By Qi Xiang, nicknamed Yizhi at Alibaba.
Often unlabeled data cannot be effectively used. This is a major problem in the industry. Combatting this problem, at Alibaba we proposed a deep learning risk control algorithm named Auto Risk to address any of our business scenarios with insufficiently labeled data and a large amount of unlabeled data that cannot be effectively used. This algorithm was directed at behavior sequence data. As part of this initiative, we also proposed the use of agent tasks to learn general features from unlabeled data.
Our idea in many ways follows the same lines of pre-training models like the leading Bidirectional Encoder Representation from Transformers (BERT) model in the natural language processing field. However, behavior sequence data and business is quite distinct from the data typically seen with natural language processing. Therefore, the design and implementation of our model had to be different.
Our model has been implemented in real business scenarios, delivering some real world improvements. Experimental verification showed that the model's broad capabilities can be applicable to a variety of industry scenarios. And, compared with purely supervised learning, this model also delivers significant improvements in scenarios with a small number of samples.

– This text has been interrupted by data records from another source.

//! Statement nodes.
//!
//! Provides nodes for:
//! - Expression statements and variable declarations
//! - Control flow (if, while, for) and jumps (return, break, continue)
//! - The scripting-specific `wait` and `fire` statements

use bulletscript_core::Span;

use crate::Ident;
use crate::expr::Expr;

/// Firing function used by `fire T(...)` when no name is given.
pub const DEFAULT_FIRING_FUNCTION: &str = "fire";

/// A statement.
#[derive(Debug, Clone, Copy, PartialEq)]
pub enum Stmt<'ast> {
    /// Expression statement (expr;)
    Expr(ExprStmt<'ast>),
    /// Numerical variable declaration (`var x = e;`)
    VarDecl(VarDeclStmt<'ast>),
    /// Entity-reference declaration (`ref target;`)
    RefDecl(RefDeclStmt<'ast>),
    /// Return statement
    Return(ReturnStmt<'ast>),
    /// Break statement
    Break(BreakStmt),
    /// Continue statement
    Continue(ContinueStmt),
    /// Block statement
    Block(Block<'ast>),
    /// If statement
    If(&'ast IfStmt<'ast>),
    /// While loop
    While(&'ast WhileStmt<'ast>),
    /// For loop
    For(&'ast ForStmt<'ast>),
    /// Suspend for a number of frames
    Wait(WaitStmt<'ast>),
    /// Spawn an entity through a firing function
    Fire(&'ast FireStmt<'ast>),
}

impl<'ast> Stmt<'ast> {
    /// Get the span of this statement.
    pub fn span(&self) -> Span {
        match self {
            Self::Expr(s) => s.span,
            Self::VarDecl(s) => s.span,
            Self::RefDecl(s) => s.span,
            Self::Return(s) => s.span,
            Self::Break(s) => s.span,
            Self::Continue(s) => s.span,
            Self::Block(s) => s.span,
            Self::If(s) => s.span,
            Self::While(s) => s.span,
            Self::For(s) => s.span,
            Self::Wait(s) => s.span,
            Self::Fire(s) => s.span,
        }
    }
}

/// An expression statement; its value is discarded.
#[derive(Debug, Clone, Copy, PartialEq)]
pub struct ExprStmt<'ast> {
    /// The expression
    pub expr: &'ast Expr<'ast>,
    /// Source location
    pub span: Span,
}

/// A numerical variable declaration.
///
/// Examples:
/// - `var x;`
/// - `var x = 5;`
#[derive(Debug, Clone, Copy, PartialEq)]
pub struct VarDeclStmt<'ast> {
    /// Variable name
    pub name: Ident<'ast>,
    /// Optional initializer
    pub init: Option<&'ast Expr<'ast>>,
    /// Source location
    pub span: Span,
}

/// An entity-reference declaration.
#[derive(Debug, Clone, Copy, PartialEq)]
pub struct RefDeclStmt<'ast> {
    /// Reference name
    pub name: Ident<'ast>,
    /// Source location
    pub span: Span,
}

/// A return statement.
///
/// Examples:
/// - `return;`
/// - `return expr;`
#[derive(Debug, Clone, Copy, PartialEq)]
pub struct ReturnStmt<'ast> {
    /// Optional return value
    pub value: Option<&'ast Expr<'ast>>,
    /// Source location
    pub span: Span,
}

/// A break statement.
#[derive(Debug, Clone, Copy, PartialEq)]
pub struct BreakStmt {
    /// Source location
    pub span: Span,
}

/// A continue statement.
#[derive(Debug, Clone, Copy, PartialEq)]
pub struct ContinueStmt {
    /// Source location
    pub span: Span,
}

/// A block of statements.
#[derive(Debug, Clone, Copy, PartialEq)]
pub struct Block<'ast> {
    /// Statements in the block
    pub stmts: &'ast [Stmt<'ast>],
    /// Source location
    pub span: Span,
}

/// An if statement.
///
/// Examples:
/// - `if (condition) statement`
/// - `if (condition) statement else statement`
#[derive(Debug, Clone, Copy, PartialEq)]
pub struct IfStmt<'ast> {
    /// Condition
    pub condition: &'ast Expr<'ast>,
    /// Then branch
    pub then_stmt: &'ast Stmt<'ast>,
    /// Optional else branch
    pub else_stmt: Option<&'ast Stmt<'ast>>,
    /// Source location
    pub span: Span,
}

/// A while loop.
///
/// Example: `while (condition) statement`
#[derive(Debug, Clone, Copy, PartialEq)]
pub struct WhileStmt<'ast> {
    /// Condition
    pub condition: &'ast Expr<'ast>,
    /// Body
    pub body: &'ast Stmt<'ast>,
    /// Source location
    pub span: Span,
}

/// A for loop.
///
/// Example: `for (init; condition; update) statement`
#[derive(Debug, Clone, Copy, PartialEq)]
pub struct ForStmt<'ast> {
    /// Initializer (variable declaration or expression)
    pub init: Option<ForInit<'ast>>,
    /// Condition; a missing condition loops until `break`
    pub condition: Option<&'ast Expr<'ast>>,
    /// Update expression
    pub update: Option<&'ast Expr<'ast>>,
    /// Body
    pub body: &'ast Stmt<'ast>,
    /// Source location
    pub span: Span,
}

/// The initializer in a for loop.
#[derive(Debug, Clone, Copy, PartialEq)]
pub enum ForInit<'ast> {
    /// Variable declaration
    VarDecl(VarDeclStmt<'ast>),
    /// Expression
    Expr(&'ast Expr<'ast>),
}

/// `wait N frames;`
#[derive(Debug, Clone, Copy, PartialEq)]
pub struct WaitStmt<'ast> {
    /// Frame count
    pub frames: &'ast Expr<'ast>,
    /// Source location
    pub span: Span,
}

/// A fire statement.
///
/// Examples:
/// - `fire bullet(x, y);`
/// - `fire bullet.spread(x, y) with updater homing(speed);`
#[derive(Debug, Clone, Copy, PartialEq)]
pub struct FireStmt<'ast> {
    /// The fired entity type
    pub type_name: Ident<'ast>,
    /// Firing function name; `None` means [`DEFAULT_FIRING_FUNCTION`]
    pub function: Option<Ident<'ast>>,
    /// Firing function arguments
    pub args: &'ast [Expr<'ast>],
    /// Optional bullet updater attached to the spawned entity
    pub updater: Option<UpdaterClause<'ast>>,
    /// Source location
    pub span: Span,
}

impl<'ast> FireStmt<'ast> {
    /// The firing function this statement invokes.
    pub fn function_name(&self) -> &'ast str {
        self.function
            .map(|f| f.name)
            .unwrap_or(DEFAULT_FIRING_FUNCTION)
    }
}

/// `with updater U(b1..bm)`
#[derive(Debug, Clone, Copy, PartialEq)]
pub struct UpdaterClause<'ast> {
    /// Updater name
    pub name: Ident<'ast>,
    /// Updater arguments
    pub args: &'ast [Expr<'ast>],
    /// Source location
    pub span: Span,
}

For context, behavior sequence data like the browsing data collected from Taobao shoppers and risk control events in Alipay are common type of data at Alibaba Group. And, in fact, this kind of data serves as an important source-level input for intelligent services we offer like our product recommendation and risk control algorithms.
Consider the following examples. Say we are given the transaction sequence of a user and asked to predict what the user would buy next, or we are given the sequence of a risk control event and asked to predict whether a product is legal or illegal. The reality is that, for both these scenarios, we are require to characterize a list of behavior sequences into vectors and classify the sequences. This is where our algorithm comes into play.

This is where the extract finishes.